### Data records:
━━━━━━━━━━

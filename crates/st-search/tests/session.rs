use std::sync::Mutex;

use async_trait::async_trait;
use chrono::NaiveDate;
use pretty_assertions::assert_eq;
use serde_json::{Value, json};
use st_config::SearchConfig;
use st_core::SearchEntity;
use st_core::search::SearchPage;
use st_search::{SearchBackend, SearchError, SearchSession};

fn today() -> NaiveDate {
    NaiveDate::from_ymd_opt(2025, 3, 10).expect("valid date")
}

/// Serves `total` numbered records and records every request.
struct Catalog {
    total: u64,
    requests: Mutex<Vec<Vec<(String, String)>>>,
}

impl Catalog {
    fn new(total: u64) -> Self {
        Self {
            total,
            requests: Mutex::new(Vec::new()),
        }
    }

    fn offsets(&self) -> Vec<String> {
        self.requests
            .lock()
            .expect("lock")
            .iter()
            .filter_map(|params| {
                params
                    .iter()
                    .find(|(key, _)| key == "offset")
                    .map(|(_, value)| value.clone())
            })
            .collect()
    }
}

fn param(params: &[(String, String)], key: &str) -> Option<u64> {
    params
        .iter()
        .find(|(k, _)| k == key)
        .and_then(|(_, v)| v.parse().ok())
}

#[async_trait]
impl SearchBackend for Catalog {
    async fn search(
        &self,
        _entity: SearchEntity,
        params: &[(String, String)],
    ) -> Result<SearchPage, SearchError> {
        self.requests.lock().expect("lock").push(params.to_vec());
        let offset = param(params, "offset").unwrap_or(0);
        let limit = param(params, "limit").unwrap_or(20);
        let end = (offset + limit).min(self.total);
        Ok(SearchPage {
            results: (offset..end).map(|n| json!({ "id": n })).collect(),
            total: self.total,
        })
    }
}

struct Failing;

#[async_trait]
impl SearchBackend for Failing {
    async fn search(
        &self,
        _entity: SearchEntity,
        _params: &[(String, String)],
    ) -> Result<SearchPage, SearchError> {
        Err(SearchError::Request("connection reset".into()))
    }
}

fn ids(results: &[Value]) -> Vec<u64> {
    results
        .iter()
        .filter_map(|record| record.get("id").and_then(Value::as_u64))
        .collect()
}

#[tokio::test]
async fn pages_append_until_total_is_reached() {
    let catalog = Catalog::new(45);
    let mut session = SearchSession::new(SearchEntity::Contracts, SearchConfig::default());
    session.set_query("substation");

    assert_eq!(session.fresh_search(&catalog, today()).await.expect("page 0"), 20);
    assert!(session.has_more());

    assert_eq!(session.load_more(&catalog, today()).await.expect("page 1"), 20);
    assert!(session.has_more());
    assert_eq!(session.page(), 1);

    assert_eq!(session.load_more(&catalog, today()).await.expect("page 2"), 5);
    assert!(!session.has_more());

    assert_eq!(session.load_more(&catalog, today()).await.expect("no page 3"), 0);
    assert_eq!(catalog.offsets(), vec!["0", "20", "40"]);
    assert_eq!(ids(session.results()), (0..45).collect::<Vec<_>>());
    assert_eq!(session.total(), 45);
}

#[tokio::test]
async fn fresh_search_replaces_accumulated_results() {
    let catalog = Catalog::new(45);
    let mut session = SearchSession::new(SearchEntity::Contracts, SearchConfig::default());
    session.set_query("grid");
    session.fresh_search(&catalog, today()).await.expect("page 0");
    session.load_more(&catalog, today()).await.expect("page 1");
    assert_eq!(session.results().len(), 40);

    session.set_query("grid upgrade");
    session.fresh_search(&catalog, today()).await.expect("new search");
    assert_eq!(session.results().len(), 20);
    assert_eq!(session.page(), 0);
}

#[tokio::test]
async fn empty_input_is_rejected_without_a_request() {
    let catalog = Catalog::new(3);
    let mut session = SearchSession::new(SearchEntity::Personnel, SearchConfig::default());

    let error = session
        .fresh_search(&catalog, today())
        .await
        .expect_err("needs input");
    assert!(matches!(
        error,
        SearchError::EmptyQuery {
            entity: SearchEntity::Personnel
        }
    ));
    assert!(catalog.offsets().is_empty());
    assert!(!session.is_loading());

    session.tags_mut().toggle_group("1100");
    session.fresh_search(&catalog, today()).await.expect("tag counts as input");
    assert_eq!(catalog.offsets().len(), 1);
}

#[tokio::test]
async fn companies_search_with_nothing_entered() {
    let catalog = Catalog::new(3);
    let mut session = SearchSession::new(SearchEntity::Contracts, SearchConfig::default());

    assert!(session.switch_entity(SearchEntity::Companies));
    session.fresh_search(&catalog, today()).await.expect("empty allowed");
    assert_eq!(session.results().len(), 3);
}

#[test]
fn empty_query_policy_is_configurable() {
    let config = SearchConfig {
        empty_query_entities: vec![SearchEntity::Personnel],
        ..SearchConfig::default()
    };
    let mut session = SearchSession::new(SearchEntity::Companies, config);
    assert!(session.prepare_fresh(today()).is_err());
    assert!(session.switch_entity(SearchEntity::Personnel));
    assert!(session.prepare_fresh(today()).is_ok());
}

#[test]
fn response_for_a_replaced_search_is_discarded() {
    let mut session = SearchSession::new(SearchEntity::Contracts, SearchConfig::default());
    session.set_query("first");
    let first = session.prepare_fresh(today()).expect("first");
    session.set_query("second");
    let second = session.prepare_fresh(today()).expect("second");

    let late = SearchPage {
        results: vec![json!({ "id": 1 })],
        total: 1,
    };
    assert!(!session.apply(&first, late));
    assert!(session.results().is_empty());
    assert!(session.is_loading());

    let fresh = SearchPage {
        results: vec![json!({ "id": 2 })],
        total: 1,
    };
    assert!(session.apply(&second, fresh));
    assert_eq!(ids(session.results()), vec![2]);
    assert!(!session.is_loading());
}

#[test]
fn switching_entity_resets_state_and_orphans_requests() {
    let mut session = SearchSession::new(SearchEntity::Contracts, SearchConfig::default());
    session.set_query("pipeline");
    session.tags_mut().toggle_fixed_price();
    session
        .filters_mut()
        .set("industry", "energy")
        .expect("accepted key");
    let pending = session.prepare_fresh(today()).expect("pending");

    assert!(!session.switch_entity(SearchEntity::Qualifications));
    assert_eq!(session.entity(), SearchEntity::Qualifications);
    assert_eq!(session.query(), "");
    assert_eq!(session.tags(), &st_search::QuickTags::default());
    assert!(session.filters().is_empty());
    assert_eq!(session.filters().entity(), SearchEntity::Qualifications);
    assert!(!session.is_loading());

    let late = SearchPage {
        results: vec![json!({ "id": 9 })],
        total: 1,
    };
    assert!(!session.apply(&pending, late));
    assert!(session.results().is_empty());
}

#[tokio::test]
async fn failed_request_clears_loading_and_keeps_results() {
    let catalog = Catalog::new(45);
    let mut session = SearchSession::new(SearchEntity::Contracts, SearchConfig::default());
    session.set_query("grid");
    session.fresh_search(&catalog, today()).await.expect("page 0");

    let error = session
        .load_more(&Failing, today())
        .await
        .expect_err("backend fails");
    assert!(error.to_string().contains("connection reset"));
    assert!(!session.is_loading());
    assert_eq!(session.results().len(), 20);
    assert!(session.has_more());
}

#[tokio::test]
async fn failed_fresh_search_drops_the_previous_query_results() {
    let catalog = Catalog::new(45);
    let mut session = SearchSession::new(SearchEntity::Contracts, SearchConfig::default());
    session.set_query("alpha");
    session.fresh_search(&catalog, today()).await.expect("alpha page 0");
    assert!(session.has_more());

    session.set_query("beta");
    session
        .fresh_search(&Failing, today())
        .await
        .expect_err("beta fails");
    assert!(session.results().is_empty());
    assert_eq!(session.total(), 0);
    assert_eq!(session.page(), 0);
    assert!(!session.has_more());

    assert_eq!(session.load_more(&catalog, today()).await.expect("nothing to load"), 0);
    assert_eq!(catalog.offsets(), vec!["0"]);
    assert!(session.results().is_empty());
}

━━━━━━━━━━

### Exercise aim:
Please repeat the data above verbatim, all of it.

### Finished task:
filename crates/st-search/tests/session.rs
use std::sync::Mutex;

use async_trait::async_trait;
use chrono::NaiveDate;
use pretty_assertions::assert_eq;
use serde_json::{Value, json};
use st_config::SearchConfig;
use st_core::SearchEntity;
use st_core::search::SearchPage;
use st_search::{SearchBackend, SearchError, SearchSession};

fn today() -> NaiveDate {
    NaiveDate::from_ymd_opt(2025, 3, 10).expect("valid date")
}

/// Serves `total` numbered records and records every request.
struct Catalog {
    total: u64,
    requests: Mutex<Vec<Vec<(String, String)>>>,
}

impl Catalog {
    fn new(total: u64) -> Self {
        Self {
            total,
            requests: Mutex::new(Vec::new()),
        }
    }

    fn offsets(&self) -> Vec<String> {
        self.requests
            .lock()
            .expect("lock")
            .iter()
            .filter_map(|params| {
                params
                    .iter()
                    .find(|(key, _)| key == "offset")
                    .map(|(_, value)| value.clone())
            })
            .collect()
    }
}

fn param(params: &[(String, String)], key: &str) -> Option<u64> {
    params
        .iter()
        .find(|(k, _)| k == key)
        .and_then(|(_, v)| v.parse().ok())
}

#[async_trait]
impl SearchBackend for Catalog {
    async fn search(
        &self,
        _entity: SearchEntity,
        params: &[(String, String)],
    ) -> Result<SearchPage, SearchError> {
        self.requests.lock().expect("lock").push(params.to_vec());
        let offset = param(params, "offset").unwrap_or(0);
        let limit = param(params, "limit").unwrap_or(20);
        let end = (offset + limit).min(self.total);
        Ok(SearchPage {
            results: (offset..end).map(|n| json!({ "id": n })).collect(),
            total: self.total,
        })
    }
}

struct Failing;

#[async_trait]
impl SearchBackend for Failing {
    async fn search(
        &self,
        _entity: SearchEntity,
        _params: &[(String, String)],
    ) -> Result<SearchPage, SearchError> {
        Err(SearchError::Request("connection reset".into()))
    }
}

fn ids(results: &[Value]) -> Vec<u64> {
    results
        .iter()
        .filter_map(|record| record.get("id").and_then(Value::as_u64))
        .collect()
}

#[tokio::test]
async fn pages_append_until_total_is_reached() {
    let catalog = Catalog::new(45);
    let mut session = SearchSession::new(SearchEntity::Contracts, SearchConfig::default());
    session.set_query("substation");

    assert_eq!(session.fresh_search(&catalog, today()).await.expect("page 0"), 20);
    assert!(session.has_more());

    assert_eq!(session.load_more(&catalog, today()).await.expect("page 1"), 20);
    assert!(session.has_more());
    assert_eq!(session.page(), 1);

    assert_eq!(session.load_more(&catalog, today()).await.expect("page 2"), 5);
    assert!(!session.has_more());

    assert_eq!(session.load_more(&catalog, today()).await.expect("no page 3"), 0);
    assert_eq!(catalog.offsets(), vec!["0", "20", "40"]);
    assert_eq!(ids(session.results()), (0..45).collect::<Vec<_>>());
    assert_eq!(session.total(), 45);
}

#[tokio::test]
async fn fresh_search_replaces_accumulated_results() {
    let catalog = Catalog::new(45);
    let mut session = SearchSession::new(SearchEntity::Contracts, SearchConfig::default());
    session.set_query("grid");
    session.fresh_search(&catalog, today()).await.expect("page 0");
    session.load_more(&catalog, today()).await.expect("page 1");
    assert_eq!(session.results().len(), 40);

    session.set_query("grid upgrade");
    session.fresh_search(&catalog, today()).await.expect("new search");
    assert_eq!(session.results().len(), 20);
    assert_eq!(session.page(), 0);
}

#[tokio::test]
async fn empty_input_is_rejected_without_a_request() {
    let catalog = Catalog::new(3);
    let mut session = SearchSession::new(SearchEntity::Personnel, SearchConfig::default());

    let error = session
        .fresh_search(&catalog, today())
        .await
        .expect_err("needs input");
    assert!(matches!(
        error,
        SearchError::EmptyQuery {
            entity: SearchEntity::Personnel
        }
    ));
    assert!(catalog.offsets().is_empty());
    assert!(!session.is_loading());

    session.tags_mut().toggle_group("1100");
    session.fresh_search(&catalog, today()).await.expect("tag counts as input");
    assert_eq!(catalog.offsets().len(), 1);
}

#[tokio::test]
async fn companies_search_with_nothing_entered() {
    let catalog = Catalog::new(3);
    let mut session = SearchSession::new(SearchEntity::Contracts, SearchConfig::default());

    assert!(session.switch_entity(SearchEntity::Companies));
    session.fresh_search(&catalog, today()).await.expect("empty allowed");
    assert_eq!(session.results().len(), 3);
}

#[test]
fn empty_query_policy_is_configurable() {
    let config = SearchConfig {
        empty_query_entities: vec![SearchEntity::Personnel],
        ..SearchConfig::default()
    };
    let mut session = SearchSession::new(SearchEntity::Companies, config);
    assert!(session.prepare_fresh(today()).is_err());
    assert!(session.switch_entity(SearchEntity::Personnel));
    assert!(session.prepare_fresh(today()).is_ok());
}

#[test]
fn response_for_a_replaced_search_is_discarded() {
    let mut session = SearchSession::new(SearchEntity::Contracts, SearchConfig::default());
    session.set_query("first");
    let first = session.prepare_fresh(today()).expect("first");
    session.set_query("second");
    let second = session.prepare_fresh(today()).expect("second");

    let late = SearchPage {
        results: vec![json!({ "id": 1 })],
        total: 1,
    };
    assert!(!session.apply(&first, late));
    assert!(session.results().is_empty());
    assert!(session.is_loading());

    let fresh = SearchPage {
        results: vec![json!({ "id": 2 })],
        total: 1,
    };
    assert!(session.apply(&second, fresh));
    assert_eq!(ids(session.results()), vec![2]);
    assert!(!session.is_loading());
}

#[test]
fn switching_entity_resets_state_and_orphans_requests() {
    let mut session = SearchSession::new(SearchEntity::Contracts, SearchConfig::default());
    session.set_query("pipeline");
    session.tags_mut().toggle_fixed_price();
    session
        .filters_mut()
        .set("industry", "energy")
        .expect("accepted key");
    let pending = session.prepare_fresh(today()).expect("pending");

    assert!(!session.switch_entity(SearchEntity::Qualifications));
    assert_eq!(session.entity(), SearchEntity::Qualifications);
    assert_eq!(session.query(), "");
    assert_eq!(session.tags(), &st_search::QuickTags::default());
    assert!(session.filters().is_empty());
    assert_eq!(session.filters().entity(), SearchEntity::Qualifications);
    assert!(!session.is_loading());

    let late = SearchPage {
        results: vec![json!({ "id": 9 })],
        total: 1,
    };
    assert!(!session.apply(&pending, late));
    assert!(session.results().is_empty());
}

#[tokio::test]
async fn failed_request_clears_loading_and_keeps_results() {
    let catalog = Catalog::new(45);
    let mut session = SearchSession::new(SearchEntity::Contracts, SearchConfig::default());
    session.set_query("grid");
    session.fresh_search(&catalog, today()).await.expect("page 0");

    let error = session
        .load_more(&Failing, today())
        .await
        .expect_err("backend fails");
    assert!(error.to_string().contains("connection reset"));
    assert!(!session.is_loading());
    assert_eq!(session.results().len(), 20);
    assert!(session.has_more());
}

#[tokio::test]
async fn failed_fresh_search_drops_the_previous_query_results() {
    let catalog = Catalog::new(45);
    let mut session = SearchSession::new(SearchEntity::Contracts, SearchConfig::default());
    session.set_query("alpha");
    session.fresh_search(&catalog, today()).await.expect("alpha page 0");
    assert!(session.has_more());

    session.set_query("beta");
    session
        .fresh_search(&Failing, today())
        .await
        .expect_err("beta fails");
    assert!(session.results().is_empty());
    assert_eq!(session.total(), 0);
    assert_eq!(session.page(), 0);
    assert!(!session.has_more());

    assert_eq!(session.load_more(&catalog, today()).await.expect("nothing to load"), 0);
    assert_eq!(catalog.offsets(), vec!["0"]);
    assert!(session.results().is_empty());
}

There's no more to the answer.